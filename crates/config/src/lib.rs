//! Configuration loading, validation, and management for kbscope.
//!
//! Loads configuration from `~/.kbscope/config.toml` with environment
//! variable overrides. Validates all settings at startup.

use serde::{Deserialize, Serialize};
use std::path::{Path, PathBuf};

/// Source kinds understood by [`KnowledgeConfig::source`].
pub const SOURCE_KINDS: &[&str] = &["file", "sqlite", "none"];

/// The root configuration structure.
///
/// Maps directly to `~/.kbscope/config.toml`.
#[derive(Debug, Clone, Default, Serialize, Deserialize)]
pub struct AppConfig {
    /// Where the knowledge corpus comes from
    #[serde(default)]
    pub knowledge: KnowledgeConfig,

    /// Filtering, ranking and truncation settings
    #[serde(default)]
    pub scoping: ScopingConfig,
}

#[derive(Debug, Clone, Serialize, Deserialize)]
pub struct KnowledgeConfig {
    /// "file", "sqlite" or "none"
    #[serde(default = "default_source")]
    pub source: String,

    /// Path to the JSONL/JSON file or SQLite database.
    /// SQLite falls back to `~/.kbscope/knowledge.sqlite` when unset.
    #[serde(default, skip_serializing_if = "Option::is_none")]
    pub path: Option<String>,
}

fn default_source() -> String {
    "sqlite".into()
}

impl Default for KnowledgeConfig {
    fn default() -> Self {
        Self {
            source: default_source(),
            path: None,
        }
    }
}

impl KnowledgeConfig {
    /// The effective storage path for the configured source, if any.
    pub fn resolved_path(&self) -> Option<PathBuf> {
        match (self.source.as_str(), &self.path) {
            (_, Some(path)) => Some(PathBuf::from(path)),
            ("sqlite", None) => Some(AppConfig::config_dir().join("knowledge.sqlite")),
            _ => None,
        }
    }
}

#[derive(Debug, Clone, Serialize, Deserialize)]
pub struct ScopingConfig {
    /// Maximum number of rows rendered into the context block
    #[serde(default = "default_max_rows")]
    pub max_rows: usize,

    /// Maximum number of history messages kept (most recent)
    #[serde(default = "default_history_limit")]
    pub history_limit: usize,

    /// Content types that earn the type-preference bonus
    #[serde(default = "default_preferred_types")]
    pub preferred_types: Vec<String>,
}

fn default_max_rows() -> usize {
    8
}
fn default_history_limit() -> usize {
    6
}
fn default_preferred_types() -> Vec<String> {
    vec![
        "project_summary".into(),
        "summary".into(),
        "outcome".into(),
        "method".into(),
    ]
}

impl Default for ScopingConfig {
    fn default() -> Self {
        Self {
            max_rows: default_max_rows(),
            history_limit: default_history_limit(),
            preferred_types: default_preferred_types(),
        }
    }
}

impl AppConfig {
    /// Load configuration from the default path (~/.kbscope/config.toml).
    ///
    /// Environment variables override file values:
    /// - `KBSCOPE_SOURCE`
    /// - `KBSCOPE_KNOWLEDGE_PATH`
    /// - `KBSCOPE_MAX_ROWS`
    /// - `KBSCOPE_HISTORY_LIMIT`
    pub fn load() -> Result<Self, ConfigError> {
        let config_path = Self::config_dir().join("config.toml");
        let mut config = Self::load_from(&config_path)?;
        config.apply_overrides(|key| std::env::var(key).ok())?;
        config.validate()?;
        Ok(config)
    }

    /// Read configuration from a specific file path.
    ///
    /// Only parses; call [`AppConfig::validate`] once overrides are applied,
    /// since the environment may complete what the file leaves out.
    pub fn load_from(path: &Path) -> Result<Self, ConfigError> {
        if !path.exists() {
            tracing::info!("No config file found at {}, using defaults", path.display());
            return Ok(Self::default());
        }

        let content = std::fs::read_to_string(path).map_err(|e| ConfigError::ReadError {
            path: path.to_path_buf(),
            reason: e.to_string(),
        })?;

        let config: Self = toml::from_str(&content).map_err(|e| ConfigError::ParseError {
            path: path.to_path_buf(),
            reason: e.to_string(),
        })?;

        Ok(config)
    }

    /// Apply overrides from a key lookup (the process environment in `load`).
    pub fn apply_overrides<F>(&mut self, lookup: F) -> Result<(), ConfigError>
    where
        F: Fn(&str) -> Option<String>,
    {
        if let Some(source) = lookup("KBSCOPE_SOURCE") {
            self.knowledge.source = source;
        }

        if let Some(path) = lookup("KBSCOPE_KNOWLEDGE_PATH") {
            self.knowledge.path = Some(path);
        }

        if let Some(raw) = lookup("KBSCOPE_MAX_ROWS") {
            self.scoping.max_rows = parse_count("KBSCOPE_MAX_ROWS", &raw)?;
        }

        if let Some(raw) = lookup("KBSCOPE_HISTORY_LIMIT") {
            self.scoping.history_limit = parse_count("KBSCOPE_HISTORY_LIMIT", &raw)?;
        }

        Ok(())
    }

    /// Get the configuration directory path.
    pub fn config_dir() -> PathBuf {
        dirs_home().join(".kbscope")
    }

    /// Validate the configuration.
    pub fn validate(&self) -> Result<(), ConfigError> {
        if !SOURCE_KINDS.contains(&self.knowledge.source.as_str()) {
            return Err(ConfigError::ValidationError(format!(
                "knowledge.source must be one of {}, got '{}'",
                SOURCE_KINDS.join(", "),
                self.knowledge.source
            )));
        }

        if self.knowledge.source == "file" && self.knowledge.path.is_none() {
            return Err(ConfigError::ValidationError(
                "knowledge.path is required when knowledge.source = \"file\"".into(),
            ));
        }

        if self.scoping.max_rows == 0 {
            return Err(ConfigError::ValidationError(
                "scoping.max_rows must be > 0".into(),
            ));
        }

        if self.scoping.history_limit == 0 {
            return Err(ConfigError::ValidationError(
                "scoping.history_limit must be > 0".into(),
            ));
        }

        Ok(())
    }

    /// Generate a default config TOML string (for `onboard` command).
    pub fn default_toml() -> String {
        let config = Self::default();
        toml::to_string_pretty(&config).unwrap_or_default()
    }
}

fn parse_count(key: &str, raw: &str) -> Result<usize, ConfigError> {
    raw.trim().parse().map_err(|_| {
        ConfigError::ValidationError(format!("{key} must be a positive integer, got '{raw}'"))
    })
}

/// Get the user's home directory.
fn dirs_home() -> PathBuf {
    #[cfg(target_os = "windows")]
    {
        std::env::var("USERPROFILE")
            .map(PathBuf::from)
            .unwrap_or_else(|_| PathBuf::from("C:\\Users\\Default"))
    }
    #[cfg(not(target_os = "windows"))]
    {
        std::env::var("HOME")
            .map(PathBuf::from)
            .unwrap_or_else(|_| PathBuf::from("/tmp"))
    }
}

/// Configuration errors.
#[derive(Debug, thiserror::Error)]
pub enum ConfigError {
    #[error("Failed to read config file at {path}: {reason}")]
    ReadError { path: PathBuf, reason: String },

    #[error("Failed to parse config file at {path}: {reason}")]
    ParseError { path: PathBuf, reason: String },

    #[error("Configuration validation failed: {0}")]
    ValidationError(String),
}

==

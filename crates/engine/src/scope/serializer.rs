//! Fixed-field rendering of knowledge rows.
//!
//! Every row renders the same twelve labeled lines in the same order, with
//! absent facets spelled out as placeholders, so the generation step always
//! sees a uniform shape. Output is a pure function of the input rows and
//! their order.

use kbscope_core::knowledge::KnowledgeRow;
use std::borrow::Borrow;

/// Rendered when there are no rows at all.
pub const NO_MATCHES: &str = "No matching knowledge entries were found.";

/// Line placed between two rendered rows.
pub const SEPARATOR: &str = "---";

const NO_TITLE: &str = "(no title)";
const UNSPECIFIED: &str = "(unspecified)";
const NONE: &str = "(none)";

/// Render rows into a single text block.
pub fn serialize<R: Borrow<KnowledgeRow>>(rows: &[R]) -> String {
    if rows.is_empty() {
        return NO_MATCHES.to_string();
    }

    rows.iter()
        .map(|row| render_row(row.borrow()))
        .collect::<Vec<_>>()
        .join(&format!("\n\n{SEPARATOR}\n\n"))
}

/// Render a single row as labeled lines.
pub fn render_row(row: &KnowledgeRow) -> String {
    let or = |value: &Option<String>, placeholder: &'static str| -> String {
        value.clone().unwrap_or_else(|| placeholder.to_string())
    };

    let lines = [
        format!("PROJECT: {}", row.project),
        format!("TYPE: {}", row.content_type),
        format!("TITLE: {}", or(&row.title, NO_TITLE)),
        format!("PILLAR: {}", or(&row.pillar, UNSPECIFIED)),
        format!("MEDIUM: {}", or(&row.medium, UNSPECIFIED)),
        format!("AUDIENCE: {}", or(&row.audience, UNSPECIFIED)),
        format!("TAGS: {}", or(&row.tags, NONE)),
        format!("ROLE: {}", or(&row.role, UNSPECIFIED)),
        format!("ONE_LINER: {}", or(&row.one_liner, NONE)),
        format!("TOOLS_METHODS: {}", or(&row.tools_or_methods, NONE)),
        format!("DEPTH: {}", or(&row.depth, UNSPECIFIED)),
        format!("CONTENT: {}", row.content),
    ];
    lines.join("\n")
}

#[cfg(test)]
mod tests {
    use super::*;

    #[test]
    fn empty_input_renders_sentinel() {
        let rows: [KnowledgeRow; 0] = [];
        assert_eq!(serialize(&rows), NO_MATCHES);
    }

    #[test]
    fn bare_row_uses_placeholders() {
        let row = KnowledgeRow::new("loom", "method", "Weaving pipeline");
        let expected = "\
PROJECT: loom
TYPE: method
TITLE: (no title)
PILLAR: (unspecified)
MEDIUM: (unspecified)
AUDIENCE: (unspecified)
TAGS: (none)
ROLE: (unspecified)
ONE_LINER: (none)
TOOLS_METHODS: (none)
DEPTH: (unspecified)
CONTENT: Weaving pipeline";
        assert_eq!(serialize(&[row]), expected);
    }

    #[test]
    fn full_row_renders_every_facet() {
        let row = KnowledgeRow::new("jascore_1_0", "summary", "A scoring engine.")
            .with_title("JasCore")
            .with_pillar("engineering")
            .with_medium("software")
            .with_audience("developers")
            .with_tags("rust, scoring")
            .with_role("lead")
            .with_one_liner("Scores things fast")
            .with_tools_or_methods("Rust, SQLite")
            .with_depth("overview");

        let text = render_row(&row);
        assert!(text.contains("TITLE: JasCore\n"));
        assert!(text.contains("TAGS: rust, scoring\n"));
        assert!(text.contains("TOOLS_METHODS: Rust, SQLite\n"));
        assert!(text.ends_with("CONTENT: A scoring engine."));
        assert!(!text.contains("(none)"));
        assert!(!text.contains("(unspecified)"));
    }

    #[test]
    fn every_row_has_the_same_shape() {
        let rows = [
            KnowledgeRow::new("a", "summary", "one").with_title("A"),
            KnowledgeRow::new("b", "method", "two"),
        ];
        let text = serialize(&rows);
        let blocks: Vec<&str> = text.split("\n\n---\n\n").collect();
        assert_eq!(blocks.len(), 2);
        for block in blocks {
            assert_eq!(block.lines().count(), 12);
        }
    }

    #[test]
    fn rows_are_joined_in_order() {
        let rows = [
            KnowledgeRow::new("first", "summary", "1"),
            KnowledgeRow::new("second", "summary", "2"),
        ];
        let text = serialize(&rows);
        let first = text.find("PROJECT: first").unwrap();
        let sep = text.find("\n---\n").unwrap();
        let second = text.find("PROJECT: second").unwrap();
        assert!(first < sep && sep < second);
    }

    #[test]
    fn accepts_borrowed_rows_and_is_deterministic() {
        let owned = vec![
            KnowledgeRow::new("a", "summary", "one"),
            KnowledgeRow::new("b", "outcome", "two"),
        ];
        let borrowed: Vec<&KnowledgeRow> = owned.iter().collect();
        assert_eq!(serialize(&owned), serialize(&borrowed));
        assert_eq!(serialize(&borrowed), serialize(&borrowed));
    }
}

# How to complete this task:
Select every line of the material above holding the word "Weaving" and copy it.

# Response to this exercise:
        let row = KnowledgeRow::new("loom", "method", "Weaving pipeline");
CONTENT: Weaving pipeline";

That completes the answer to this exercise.